The advantage of the documentary method is simplicity. Because it doesn’t claim to interpret the changes, it doesn’t assert any possibly incorrect theory about how the text evolved. But the documentary method also doesn’t say very much, and instead of reaching out to a wider public it really looks inward, to a small clique of scholarly users.

Almost the only thing you can do with texts encoded this way is to display them in a diplomatic view. By using a combination of diacriticals, layout, and textual colours a complex display, which is basically a re-drawing of the manuscript page, can be built up. Ordinary users, coming across such a display, will quickly hit the button that normalises the text into something more readable. And scholarly users will probably get more out of the original page-image, since that is not subject to the distortion of the encoding process. Since it is possible to link parts of a clearly readable transcription to parts of the image, diplomatic representations do not appear to be very useful, and, depending on the complexity of the document, they can also be very expensive to produce.

The layering method

The rationale behind layering is that it should be obvious that at certain times the author or other persons revised the document through a sequence of revisions. If that sequence can be recovered, then the different states of the text can be separated from the apparent mass of corrections so that coherent transcriptions of each state can be extracted. These states are akin to separate drafts of a document, except that they were all written within one physical copy.

The problem with this method is that it is often not possible to completely separate all the layers of revision across an entire document. However, there are several ways to connect many of the changes that initially appear to be independent.
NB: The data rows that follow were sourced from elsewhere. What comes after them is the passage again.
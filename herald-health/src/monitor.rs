//! Health snapshot aggregation.

use std::time::{Duration, Instant};

use herald_common::JobId;
use herald_dispatch::{WorkerStatus, WorkerStatusHandle};
use herald_queue::{JobCounts, JobQueue, JobState};
use serde::Serialize;
use tracing::debug;

use crate::HealthError;

/// How long a broker probe may take before it counts as down.
const PROBE_TIMEOUT: Duration = Duration::from_secs(5);

/// Point-in-time queue health for operators.
#[derive(Debug, Clone, Serialize)]
pub struct QueueHealthSnapshot {
    /// False when the broker probe fails.
    pub healthy: bool,
    /// Job counts per state.
    pub stats: JobCounts,
    /// Campaigns with outstanding work.
    pub active_campaigns: usize,
}

/// Broker connectivity probe result.
#[derive(Debug, Clone, Serialize)]
pub struct BrokerHealth {
    pub connected: bool,
    /// Probe round-trip time in milliseconds.
    pub latency_ms: u64,
    /// The failure, when disconnected.
    pub error: Option<String>,
}

/// Read-only aggregation over the queue and worker pool.
///
/// Handles are injected; the monitor holds no state of its own and every
/// snapshot is recomputed on read.
#[derive(Debug, Clone)]
pub struct HealthMonitor {
    queue: JobQueue,
    workers: WorkerStatusHandle,
}

impl HealthMonitor {
    /// Create a monitor over the injected handles.
    #[must_use]
    pub fn new(queue: JobQueue, workers: WorkerStatusHandle) -> Self {
        Self { queue, workers }
    }

    /// Queue depth and campaign activity, with an overall healthy flag.
    pub async fn queue_health(&self) -> QueueHealthSnapshot {
        let broker = self.broker_health().await;

        QueueHealthSnapshot {
            healthy: broker.connected,
            stats: self.queue.counts(),
            active_campaigns: self.queue.active_campaigns(),
        }
    }

    /// Probe the queue's persistence backend and measure the round trip.
    pub async fn broker_health(&self) -> BrokerHealth {
        let started = Instant::now();
        let outcome = tokio::time::timeout(PROBE_TIMEOUT, self.queue.ping()).await;
        let latency_ms =
            u64::try_from(started.elapsed().as_millis()).unwrap_or(u64::MAX);

        match outcome {
            Ok(Ok(())) => BrokerHealth {
                connected: true,
                latency_ms,
                error: None,
            },
            Ok(Err(e)) => {
                debug!(error = %e, "Broker probe failed");
                BrokerHealth {
                    connected: false,
                    latency_ms,
                    error: Some(e.to_string()),
                }
            }
            Err(_) => BrokerHealth {
                connected: false,
                latency_ms,
                error: Some(format!(
                    "broker probe timed out after {}s",
                    PROBE_TIMEOUT.as_secs()
                )),
            },
        }
    }

    /// The worker pool's running/paused/concurrency view.
    #[must_use]
    pub fn worker_status(&self) -> WorkerStatus {
        self.workers.status()
    }

    /// Remove up to `limit` terminal jobs older than `grace_period`.
    ///
    /// Administrative only; recipient records are never touched.
    ///
    /// # Errors
    /// Rejects non-terminal states; backend failures surface as-is.
    pub async fn clean_queue(
        &self,
        grace_period: Duration,
        limit: usize,
        state: JobState,
    ) -> Result<Vec<JobId>, HealthError> {
        Ok(self.queue.clean(grace_period, limit, state).await?)
    }
}
//! The worker pool: a fixed-concurrency set of loops draining the queue.
//!
//! Each loop claims one ready job at a time, waits for a rate-limit permit
//! for the job's SMTP configuration, re-checks the recipient is still
//! Queued (the at-least-once guard), renders the merge tags, and attempts
//! the send under a bounded timeout. Reconciliation writes are conditioned
//! on the recipient's recorded status, so a duplicate execution of the
//! same job is a safe no-op.

use std::{
    sync::{
        Arc,
        atomic::{AtomicBool, AtomicU64, Ordering},
    },
    time::Duration,
};

use herald_common::{CampaignId, CampaignStatus, RecipientStatus, Signal, SmtpConfigId, unix_now};
use herald_queue::{Job, JobQueue};
use herald_store::{CampaignStats, Recipient, Store, StoreError};
use serde::{Deserialize, Serialize};
use tokio::{sync::broadcast, task::JoinSet};
use tracing::{debug, error, info, warn};

use crate::{
    error::{DispatchError, SendError},
    rate_limiter::RateLimiter,
    render,
    retry,
    transport::{OutboundEmail, Transport},
};

const fn default_concurrency() -> usize {
    4
}

const fn default_max_attempts() -> u32 {
    3
}

fn default_backoff_schedule() -> Vec<u64> {
    vec![30, 120, 600]
}

const fn default_retry_jitter_factor() -> f64 {
    0.2
}

const fn default_send_timeout() -> u64 {
    30
}

const fn default_poll_interval_ms() -> u64 {
    250
}

const fn default_sweep_interval() -> u64 {
    60
}

/// Worker pool configuration.
#[derive(Debug, Clone, Serialize, Deserialize)]
pub struct WorkerConfig {
    /// How many jobs run concurrently. Caps parallel execution only;
    /// batch pacing independently shapes when jobs become eligible.
    #[serde(default = "default_concurrency")]
    pub concurrency: usize,

    /// Attempts per job before the recipient is marked Failed.
    #[serde(default = "default_max_attempts")]
    pub max_attempts: u32,

    /// Backoff delays per retry attempt, in seconds. Attempts past the end
    /// of the schedule reuse the last entry.
    #[serde(default = "default_backoff_schedule")]
    pub backoff_schedule_secs: Vec<u64>,

    /// Jitter factor applied to backoff delays (0.2 means ±20%).
    #[serde(default = "default_retry_jitter_factor")]
    pub retry_jitter_factor: f64,

    /// Bound on each send attempt; exceeding it counts as a transient
    /// failure.
    #[serde(default = "default_send_timeout")]
    pub send_timeout_secs: u64,

    /// How long an idle worker sleeps before polling the queue again.
    #[serde(default = "default_poll_interval_ms")]
    pub poll_interval_ms: u64,

    /// How often idle rate-limiter scopes are swept.
    #[serde(default = "default_sweep_interval")]
    pub sweep_interval_secs: u64,
}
Examples will be taken from Harpur because images of his manuscripts are not copyright. But you would find identical cases in texts in any language, time period or text type. Writing, after all, is writing.

1. Changes may be connected by metre

In poetry a change in one part of a line that disrupts the metre may be connected to a change in the same line to compensate. Consider the following pair of changes in Harpur’s Genius Lost:

Changes connected by metre Figure 1: Changes connected by metre

The original reading was ‘That startled me with something of her air’. When the author changed ‘startled’ to ‘struck’ a syllable was lost, and so ‘something’ was changed into ‘a semblance’ to compensate. The rhythm is disturbed if one or the other change occurred independently, but is preserved if they are both taken together.
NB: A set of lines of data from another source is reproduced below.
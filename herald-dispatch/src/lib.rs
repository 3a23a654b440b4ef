//! Campaign dispatch orchestration.
//!
//! This crate owns the hard part of the platform: turning a campaign with
//! many thousands of recipients into paced, batched jobs on the durable
//! queue, draining them through a bounded worker pool under per-SMTP-config
//! rate limits, and keeping the recipient store consistent with what was
//! actually enqueued, all while pause/resume/cancel/retry operate on the run
//! mid-flight.

pub mod abtest;
pub mod control;
pub mod dispatcher;
pub mod error;
pub mod rate_limiter;
pub mod render;
pub mod retry;
pub mod transport;
pub mod worker;

pub use abtest::{AbTestManager, AbTestResults, RecipientSplit, split_recipients};
pub use control::{CancelReceipt, ControlPlane, RetryReceipt};
pub use dispatcher::{DispatchReceipt, Dispatcher, MessageContent};
pub use error::{DispatchError, SendError};
pub use rate_limiter::{RateLimitConfig, RateLimitStats, RateLimiter, ScopeRateLimit};
pub use transport::{MockTransport, OutboundEmail, SendReceipt, Transport};
pub use worker::{WorkerConfig, WorkerPool, WorkerStatus, WorkerStatusHandle};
2. Changes may be connected by pen colour or hand

Consider the following fragment, again from Genius Lost:

Changes connected by pen colour Figure 2: Changes connected by pen colour

Here the first version reads:

There is not one green mound existent long,
    Nor ancient wayside stone,
But upon there some child of bitter wrong
    Hath sate him down alone
    To bite his pallid lip, and groan.

All the corrections are done in an ink of clearly lighter colour, which suggests they were carried out at the same time. The revised text reads:

There is not one green mound existent long,
    In any region nor old wayside stone,
On which some weary child of shame and wrong
    Hath sate not there alone
    To bite his pallid lip, and hear the unpitied groan.

A further layer is discernable when ‘unpitied’ is changed into ‘unheeded’. So in this one section there are three states, all of which make sense.
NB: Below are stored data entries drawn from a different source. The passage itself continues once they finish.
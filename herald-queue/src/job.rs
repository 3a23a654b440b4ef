//! Job types for the durable queue.

use core::fmt::{self, Display, Formatter};

use herald_common::{CampaignId, JobId, JobPriority, RecipientId, SmtpConfigId, unix_now};
use serde::{Deserialize, Serialize};

/// Queue-visible state of a job.
///
/// A waiting job whose `not_before` is still in the future is enumerated as
/// *delayed*; storage-wise it is the same state.
#[derive(Debug, Clone, Copy, PartialEq, Eq, Serialize, Deserialize)]
#[serde(rename_all = "lowercase")]
pub enum JobState {
    Waiting,
    Active,
    Completed,
    Failed,
}

impl JobState {
    /// Completed and Failed jobs never run again; they linger only until
    /// an administrative clean removes them.
    #[must_use]
    pub const fn is_terminal(self) -> bool {
        matches!(self, Self::Completed | Self::Failed)
    }
}

impl Display for JobState {
    fn fmt(&self, fmt: &mut Formatter<'_>) -> Result<(), fmt::Error> {
        fmt.write_str(match self {
            Self::Waiting => "waiting",
            Self::Active => "active",
            Self::Completed => "completed",
            Self::Failed => "failed",
        })
    }
}

/// One transient unit of dispatch work: send one rendered email to one
/// recipient.
///
/// Jobs exist only inside the queue and are never persisted elsewhere. The
/// subject and body carry the content chosen at dispatch time (a variant
/// override is already applied); merge tags are substituted by the worker.
#[derive(Debug, Clone, Serialize, Deserialize)]
pub struct Job {
    pub id: JobId,
    pub campaign_id: CampaignId,
    pub recipient_id: RecipientId,
    pub smtp_config_id: SmtpConfigId,
    pub subject: String,
    pub body: String,
    /// Completed delivery attempts so far.
    pub attempt: u32,
    pub priority: JobPriority,
    /// Unix seconds before which the job must not start.
    pub not_before: u64,
    /// Unix seconds when the job entered the queue.
    pub enqueued_at: u64,
    pub state: JobState,
    /// Most recent failure, if any.
    pub last_error: Option<String>,
    /// Unix seconds when the job reached a terminal state.
    pub finished_at: Option<u64>,
}

impl Job {
    /// Create a waiting job eligible at `not_before`.
    #[must_use]
    pub fn new(
        campaign_id: CampaignId,
        recipient_id: RecipientId,
        smtp_config_id: SmtpConfigId,
        subject: impl Into<String>,
        body: impl Into<String>,
        priority: JobPriority,
        not_before: u64,
    ) -> Self {
        Self {
            id: JobId::generate(),
            campaign_id,
            recipient_id,
            smtp_config_id,
            subject: subject.into(),
            body: body.into(),
            attempt: 0,
            priority,
            not_before,
            enqueued_at: unix_now(),
            state: JobState::Waiting,
            last_error: None,
            finished_at: None,
        }
    }

    /// Waiting and eligible to start.
    #[must_use]
    pub fn is_ready(&self, now: u64) -> bool {
        self.state == JobState::Waiting && self.not_before <= now
    }

    /// Waiting but scheduled in the future.
    #[must_use]
    pub fn is_delayed(&self, now: u64) -> bool {
        self.state == JobState::Waiting && self.not_before > now
    }
}

#[cfg(test)]
mod tests {
    use super::*;

    fn job(not_before: u64) -> Job {
        Job::new(
            CampaignId::generate(),
            RecipientId::generate(),
            "primary".into(),
            "subject",
            "body",
            JobPriority::Normal,
            not_before,
        )
    }

    #[test]
    fn readiness_follows_not_before() {
        let ready = job(100);
        assert!(ready.is_ready(100));
        assert!(ready.is_ready(500));
        assert!(!ready.is_ready(99));
        assert!(ready.is_delayed(99));
        assert!(!ready.is_delayed(100));
    }

    #[test]
    fn terminal_states() {
        assert!(JobState::Completed.is_terminal());
        assert!(JobState::Failed.is_terminal());
        assert!(!JobState::Waiting.is_terminal());
        assert!(!JobState::Active.is_terminal());
    }
}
3. Changes may be connected by grammar

Changes may also be connected by grammar: for example, the change from a singular to a plural subject leads to a change in a subsequent verb, as in this case:

Changes connected by grammar Figure 3: Changes connected by grammar

The original version read:

    Of the most desolate death beds of those
Who against this same Darkness fought
    (Each in the age, whereon they rose
To burn, like the peculiar stars of night,

And was changed through a series of connected corrections to:

    Of all the desolate death beds of those
Who against this same Darkness fought
    (Each in his age, on which his spirit rose
Like some peculiar star of night,

Here the plural ‘stars’ is changed to ‘star’ to agree with the change in subject from ‘they’ to ‘his spirit’. So we know that these changes all occured together on the basis of grammar alone.

4. Changes may be connected by transposition

Changes may also be connected by a corresponding deletion and addition used to carry out a transposition:

Changes connected by transposition Figure 4: Changes connected by transposition

Here ‘beyond it’ and ‘eternal’ are transposed, so we know that both changes occurred at the same time.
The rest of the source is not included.